Dynamic:  Allow multiple instances
          But must not confuse things,
	  therefore, "tag" tokens
	  but more complex

(Tagged-Token) Dataflow
-----------------------

Executing a Program on the MIT Tagged-Token Dataflow Architecture,
Arvind and R. S. Nikhil, 
IEEE Trans. on Computers, March 1990, pp. 300-318.
Reprinted in HJ&S pp. 323-341.


But what about?
    (1) Code Reuse (e.g., loops * functions)
    (2) Large data structures (arrays)
    (3) Associative matching of tokens
    (4) Memory (update) order

(1) Code Reuse (e.g., loops * functions)


    Get more parallelism by allows loop iteration in parallel
    Do not want to require function "inlining"

    Idea: allow nodes (instruction) to be active in multiple contexts
	 (think function and frame pointer)

	 Incoming data becomes "token" with
	 (context, destination-address, value, left|right)

	 ( (context, destination-address) is called "tag"

	 Tags must match to fire dyadic node.

	 Show Figure 3 "animation"

	 Actual implement can batch nodes into "code blocks"


(2) Large data structures (arrays)

       Have tokens carry "references" to I-structure, not values

       I-structure is like memory location with empty/full bit,
       guaranteed to be written once (before reclamation)


		           write
		    +--------------->present
		    |		       ^
       Init-->absent+                  |write
	            |		       |
		    +------->waiting---+
		      read

(3) Associative matching of tokens

      Newly-created token does logically associative lookup
      to find "partner" to dyadic instruction

      Implement with hashing?

      Big improvement: Explicit Token-Store Architecture (below)


(4) Memory (update) order

       Doesn't matter!
       I-Structures are write-once (single-assignment)
       Dataflow language ID is mostly functional
	 (order doesn't matter)

       All kinds to cool PL stuff (e.g. partial application of functions)

       PL people love function language, no one less seems to agree

       Want dataflow for imperative languages?

       See: Washington WaveScalar (below)


Explicit Token-Store Architecture
-----------------------

[Papadopoulos & Culler 1990]

Associate with a "block" of code (a function) some data memory (a frame)
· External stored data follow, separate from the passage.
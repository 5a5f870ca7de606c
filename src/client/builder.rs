use crate::client::core::GeminiClient;
use crate::drivers::GeminiDriver;
use crate::error::ErrorContext;
use crate::transport::HttpTransport;
use crate::{Error, Result};
use std::time::Duration;

pub const DEFAULT_BASE_URL: &str = "https://generativelanguage.googleapis.com";
pub const DEFAULT_MODEL: &str = "gemini-2.0-flash";
pub const DEFAULT_TIMEOUT_SECS: u64 = 30;

/// Builder for creating clients with custom configuration.
///
/// Keep this surface area small and predictable.
pub struct GeminiClientBuilder {
    api_key: String,
    model: String,
    base_url: String,
    timeout: Duration,
}

impl GeminiClientBuilder {
    pub fn new(api_key: impl Into<String>) -> Self {
        Self {
            api_key: api_key.into(),
            model: DEFAULT_MODEL.to_string(),
            base_url: DEFAULT_BASE_URL.to_string(),
            timeout: Duration::from_secs(DEFAULT_TIMEOUT_SECS),
        }
    }

    pub fn model(mut self, model: impl Into<String>) -> Self {
        self.model = model.into();
        self
    }

    /// Override the endpoint base URL (primarily for testing with mock servers).
    pub fn base_url(mut self, base_url: impl Into<String>) -> Self {
        self.base_url = base_url.into();
        self
    }

    /// Per-request timeout; exceeding it is reported as `ModelUnavailable`.
    pub fn timeout(mut self, timeout: Duration) -> Self {
        self.timeout = timeout;
        self
    }

    pub fn build(self) -> Result<GeminiClient> {
        if self.api_key.trim().is_empty() {
            return Err(Error::ConfigMissing {
                key: "API_KEY".into(),
            });
        }
        if self.model.trim().is_empty() {
            return Err(Error::configuration_with_context(
                "model name must not be empty",
                ErrorContext::new()
                    .with_field_path("model")
                    .with_source("client_builder"),
            ));
        }

        let transport =
            HttpTransport::new(&self.base_url, self.api_key, self.timeout).map_err(|e| {
                Error::configuration_with_context(
                    e.to_string(),
                    ErrorContext::new()
                        .with_field_path("base_url")
                        .with_source("client_builder"),
                )
            })?;

        Ok(GeminiClient {
            driver: GeminiDriver::new(self.model),
            transport,
            timeout: self.timeout,
        })
    }
}
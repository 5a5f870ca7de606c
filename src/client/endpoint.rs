//! The model endpoint seam.
//!
//! The conversation driver only knows this trait; [`GeminiClient`](super::GeminiClient)
//! is the production implementation and
//! [`ScriptedEndpoint`](crate::testing::ScriptedEndpoint) the deterministic one.

use async_trait::async_trait;

use crate::drivers::UsageInfo;
use crate::types::{ToolDeclaration, ToolInvocation, Turn};
use crate::Result;

/// Everything sent to the model for one generation call.
#[derive(Debug, Clone, Copy)]
pub struct ModelRequest<'a> {
    /// Ordered history, fed verbatim on every call.
    pub history: &'a [Turn],
    pub declarations: &'a [ToolDeclaration],
    pub instruction: Option<&'a str>,
    pub temperature: Option<f64>,
}

/// Model response: free text and/or tool invocations.
#[derive(Debug, Clone, Default, PartialEq)]
pub struct ModelReply {
    pub text: Option<String>,
    pub invocations: Vec<ToolInvocation>,
    pub finish_reason: Option<String>,
    pub usage: Option<UsageInfo>,
}

impl ModelReply {
    pub fn text(text: impl Into<String>) -> Self {
        Self {
            text: Some(text.into()),
            finish_reason: Some("stop".into()),
            ..Self::default()
        }
    }

    pub fn invocations(invocations: Vec<ToolInvocation>) -> Self {
        Self {
            invocations,
            ..Self::default()
        }
    }

    pub fn has_invocations(&self) -> bool {
        !self.invocations.is_empty()
    }
}

/// Opaque request/response collaborator that produces model replies.
///
/// Any failure (network, HTTP status, malformed body, timeout) must be
/// reported as [`Error::ModelUnavailable`](crate::Error::ModelUnavailable).
#[async_trait]
pub trait ModelEndpoint: Send + Sync {
    async fn generate(&self, request: ModelRequest<'_>) -> Result<ModelReply>;
}
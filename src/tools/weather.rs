//! Deterministic mock weather tools.
//!
//! There is no weather service behind these. Known cities come from a fixed
//! table and everything else gets the default record, so the tool-calling loop
//! can be exercised offline.

use async_trait::async_trait;
use once_cell::sync::Lazy;
use serde::{Deserialize, Serialize};
use serde_json::Value;
use std::collections::HashMap;
use std::fmt;
use std::str::FromStr;
use std::sync::Arc;

use super::{Tool, ToolArgs};
use crate::types::{ParameterSpec, ParameterType, ToolDeclaration};
use crate::Result;

#[derive(Debug, Clone, Copy, PartialEq, Eq, Hash, Serialize, Deserialize)]
#[serde(rename_all = "lowercase")]
pub enum TemperatureUnit {
    Celsius,
    Fahrenheit,
}

impl TemperatureUnit {
    pub fn as_str(&self) -> &'static str {
        match self {
            TemperatureUnit::Celsius => "celsius",
            TemperatureUnit::Fahrenheit => "fahrenheit",
        }
    }
}

impl fmt::Display for TemperatureUnit {
    fn fmt(&self, f: &mut fmt::Formatter<'_>) -> fmt::Result {
        f.write_str(self.as_str())
    }
}

impl FromStr for TemperatureUnit {
    type Err = String;

    fn from_str(s: &str) -> std::result::Result<Self, Self::Err> {
        match s.trim().to_ascii_lowercase().as_str() {
            "celsius" => Ok(TemperatureUnit::Celsius),
            "fahrenheit" => Ok(TemperatureUnit::Fahrenheit),
            other => Err(format!(
                "unsupported unit '{other}', expected 'celsius' or 'fahrenheit'"
            )),
        }
    }
}

#[derive(Debug, Clone, Copy, PartialEq, Serialize)]
pub struct WeatherReport {
    pub temperature: i32,
    pub condition: &'static str,
    pub humidity: u8,
    pub wind_speed: u32,
    pub unit: TemperatureUnit,
}

const fn report(temperature: i32, condition: &'static str, humidity: u8, wind_speed: u32) -> WeatherReport {
    WeatherReport {
        temperature,
        condition,
        humidity,
        wind_speed,
        unit: TemperatureUnit::Celsius,
    }
}

const DEFAULT_REPORT: WeatherReport = report(20, "clear", 50, 10);

static CITY_WEATHER: Lazy<HashMap<&'static str, WeatherReport>> = Lazy::new(|| {
    HashMap::from([
        ("auckland", report(18, "sunny", 45, 8)),
        ("wellington", report(15, "partly cloudy", 60, 12)),
        ("sydney", report(25, "sunny", 50, 10)),
        ("london", report(10, "rainy", 85, 15)),
        ("tokyo", report(22, "clear", 40, 5)),
    ])
});

/// Weather for `location`. Lookup is case-insensitive; unknown places get
/// the default record.
pub fn weather_for(location: &str) -> WeatherReport {
    let key = location.trim().to_lowercase();
    CITY_WEATHER
        .get(key.as_str())
        .copied()
        .unwrap_or(DEFAULT_REPORT)
}

#[derive(Debug, Clone, Copy, PartialEq, Eq, Serialize)]
pub struct Location {
    pub city: &'static str,
    pub country: &'static str,
}

pub fn current_location() -> Location {
    Location {
        city: "Auckland",
        country: "New Zealand",
    }
}

#[derive(Debug, Clone, Copy, PartialEq, Serialize)]
pub struct Conversion {
    pub temperature: f64,
    pub unit: TemperatureUnit,
}

/// Convert between units, rounded to one decimal. Same-unit conversion
/// returns the input untouched.
pub fn convert(temperature: f64, from: TemperatureUnit, to: TemperatureUnit) -> Conversion {
    let converted = match (from, to) {
        (TemperatureUnit::Celsius, TemperatureUnit::Fahrenheit) => {
            round_tenth(temperature * 9.0 / 5.0 + 32.0)
        }
        (TemperatureUnit::Fahrenheit, TemperatureUnit::Celsius) => {
            round_tenth((temperature - 32.0) * 5.0 / 9.0)
        }
        _ => temperature,
    };
    Conversion {
        temperature: converted,
        unit: to,
    }
}

fn round_tenth(v: f64) -> f64 {
    (v * 10.0).round() / 10.0
}

pub(crate) fn tools() -> Vec<Arc<dyn Tool>> {
    vec![
        Arc::new(GetWeather),
        Arc::new(GetCurrentLocation),
        Arc::new(ConvertTemperature),
    ]
}

pub struct GetWeather;

#[async_trait]
impl Tool for GetWeather {
    fn declaration(&self) -> ToolDeclaration {
        ToolDeclaration::new("get_weather", "Gets the current weather for a location").parameter(
            ParameterSpec::new(
                "location",
                ParameterType::String,
                "City name, e.g. Auckland or Tokyo",
            )
            .required(),
        )
    }

    async fn call(&self, args: &ToolArgs<'_>) -> Result<Value> {
        let location = args.str("location")?;
        Ok(serde_json::to_value(weather_for(location))?)
    }
}

pub struct GetCurrentLocation;

#[async_trait]
impl Tool for GetCurrentLocation {
    fn declaration(&self) -> ToolDeclaration {
        ToolDeclaration::new("get_current_location", "Gets the user's current location")
    }

    async fn call(&self, _args: &ToolArgs<'_>) -> Result<Value> {
        Ok(serde_json::to_value(current_location())?)
    }
}

pub struct ConvertTemperature;

#[async_trait]
impl Tool for ConvertTemperature {
    fn declaration(&self) -> ToolDeclaration {
        let unit = |name: &str, desc: &str| {
            ParameterSpec::new(name, ParameterType::String, desc)
                .required()
                .one_of(["celsius", "fahrenheit"])
        };
        ToolDeclaration::new(
            "convert_temperature",
            "Converts a temperature between celsius and fahrenheit",
        )
        .parameter(
            ParameterSpec::new("temperature", ParameterType::Number, "Temperature value")
                .required(),
        )
        .parameter(unit("from_unit", "Unit of the given temperature"))
        .parameter(unit("to_unit", "Unit to convert to"))
    }

    async fn call(&self, args: &ToolArgs<'_>) -> Result<Value> {
        let temperature = args.number("temperature")?;
        let from: TemperatureUnit = args.parse("from_unit")?;
        let to: TemperatureUnit = args.parse("to_unit")?;
        Ok(serde_json::to_value(convert(temperature, from, to))?)
    }
}

#[cfg(test)]
mod tests {
    use super::*;
    use crate::tools::ToolRegistry;
    use crate::types::ToolInvocation;
    use crate::Error;
    use serde_json::json;
    use super::TemperatureUnit::*;

    #[test]
    fn test_known_city_case_insensitive() {
        let report = weather_for("LoNdOn");
        assert_eq!(report.temperature, 10);
        assert_eq!(report.condition, "rainy");
        assert_eq!(report.humidity, 85);
        assert_eq!(report.wind_speed, 15);
        assert_eq!(report.unit, Celsius);
    }

    #[test]
    fn test_unknown_city_gets_default() {
        assert_eq!(weather_for("Reykjavik"), DEFAULT_REPORT);
        assert_eq!(weather_for(""), DEFAULT_REPORT);
    }

    #[test]
    fn test_convert_known_values() {
        assert_eq!(convert(100.0, Celsius, Fahrenheit).temperature, 212.0);
        assert_eq!(convert(32.0, Fahrenheit, Celsius).temperature, 0.0);
        assert_eq!(convert(18.0, Celsius, Fahrenheit).temperature, 64.4);
        assert_eq!(convert(-40.0, Fahrenheit, Celsius).temperature, -40.0);
    }

    #[test]
    fn test_convert_same_unit_is_identity() {
        let c = convert(36.66, Celsius, Celsius);
        assert_eq!(c.temperature, 36.66);
        assert_eq!(c.unit, Celsius);
    }

    #[test]
    fn test_convert_round_trip_within_rounding() {
        for t in [-17.3, 0.0, 21.5, 37.0, 99.9] {
            let f = convert(t, Celsius, Fahrenheit).temperature;
            let back = convert(f, Fahrenheit, Celsius).temperature;
            assert!((back - t).abs() <= 0.1, "{t} -> {f} -> {back}");
        }
    }

    #[test]
    fn test_unit_parsing() {
        assert_eq!("Fahrenheit".parse::<TemperatureUnit>().unwrap(), Fahrenheit);
        assert_eq!(" CELSIUS ".parse::<TemperatureUnit>().unwrap(), Celsius);
        assert!("kelvin".parse::<TemperatureUnit>().is_err());
    }

    #[tokio::test]
    async fn test_convert_tool_payload() {
        let registry = ToolRegistry::weather();
        let inv = ToolInvocation::new(
            "convert_temperature",
            json!({"temperature": 100, "from_unit": "celsius", "to_unit": "fahrenheit"}),
        );
        let result = registry.invoke(&inv).await;
        assert_eq!(
            result.payload(),
            json!({"result": {"temperature": 212.0, "unit": "fahrenheit"}})
        );
    }

    #[tokio::test]
    async fn test_invalid_unit_is_invalid_argument() {
        let tool = ConvertTemperature;
        let map = json!({"temperature": 1, "from_unit": "kelvin", "to_unit": "celsius"})
            .as_object()
            .cloned()
            .unwrap();
        let err = tool
            .call(&ToolArgs::new("convert_temperature", &map))
            .await
            .unwrap_err();
        match err {
            Error::InvalidArgument { argument, .. } => assert_eq!(argument, "from_unit"),
            other => panic!("unexpected error: {other:?}"),
        }
    }

    #[tokio::test]
    async fn test_nan_temperature_is_invalid_argument() {
        let registry = ToolRegistry::weather();
        let inv = ToolInvocation::new(
            "convert_temperature",
            json!({"temperature": "NaN", "from_unit": "celsius", "to_unit": "fahrenheit"}),
        );
        let result = registry.invoke(&inv).await;
        assert!(result.is_error());
        assert_eq!(
            result.payload(),
            json!({"error": "Invalid argument 'temperature' for convert_temperature: must be a finite number"})
        );
    }

    #[tokio::test]
    async fn test_weather_lookup_is_idempotent() {
        assert_eq!(weather_for("Tokyo"), weather_for("Tokyo"));
        assert_eq!(weather_for("Nowhere"), weather_for("Nowhere"));

        let registry = ToolRegistry::weather();
        let inv = ToolInvocation::new("get_weather", json!({"location": "Wellington"}));
        let first = registry.invoke(&inv).await;
        let second = registry.invoke(&inv).await;
        assert_eq!(first, second);
        assert_eq!(first.payload()["result"]["temperature"], 15);
    }

    #[tokio::test]
    async fn test_location_and_weather_tools() {
        let registry = ToolRegistry::weather();
        let loc = registry
            .invoke(&ToolInvocation::new("get_current_location", json!({})))
            .await;
        assert_eq!(
            loc.payload(),
            json!({"result": {"city": "Auckland", "country": "New Zealand"}})
        );

        let weather = registry
            .invoke(&ToolInvocation::new("get_weather", json!({"location": "Auckland"})))
            .await;
        assert_eq!(weather.payload()["result"]["condition"], "sunny");
        assert_eq!(weather.payload()["result"]["unit"], "celsius");
    }
}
token:	<value, instrn ptr (IP), frame ptr (fp)>

ip points to intrns that includes
	operation
	frame offset
	one or more destination instructions

Loop 
	grab a token
	lookup instrn
	look at frame+offset
	if partner value there
	then
		execution instrn
		create and store tokens for each destination instrn
	else
		store value at value there

Note frame locations have presence bit and left/right operand indicator


What happened?
	Kept von Neumann model
	Dataflow w/ window where synchronization space tractable
	E.g., physical registers use "single assignment"

OMIT {{{

Wavescalar (elsewhere)
----------------------

References:

WaveScalar,
Steve Swanson, Ken Michelson, Andrew Schwerin and Mark Oskin,
International Symposium on Microarchitecture (MICRO-36), December 2003.

Threads on the Cheap: Multithreaded Execution in a WaveCache Processor,
Steve Swanson, Andrew Schwerin, Andrew Petersen, Mark Oskin and Susan Eggers,
ISCA Workshop on Complexity-effective Design, June 2004.

Key ideas:

(1) Order memory operations of single "thread" with "waves" so that
    (potentially) conflicting operations are totally ordered.

    Effectively creates "program order" [Lamport]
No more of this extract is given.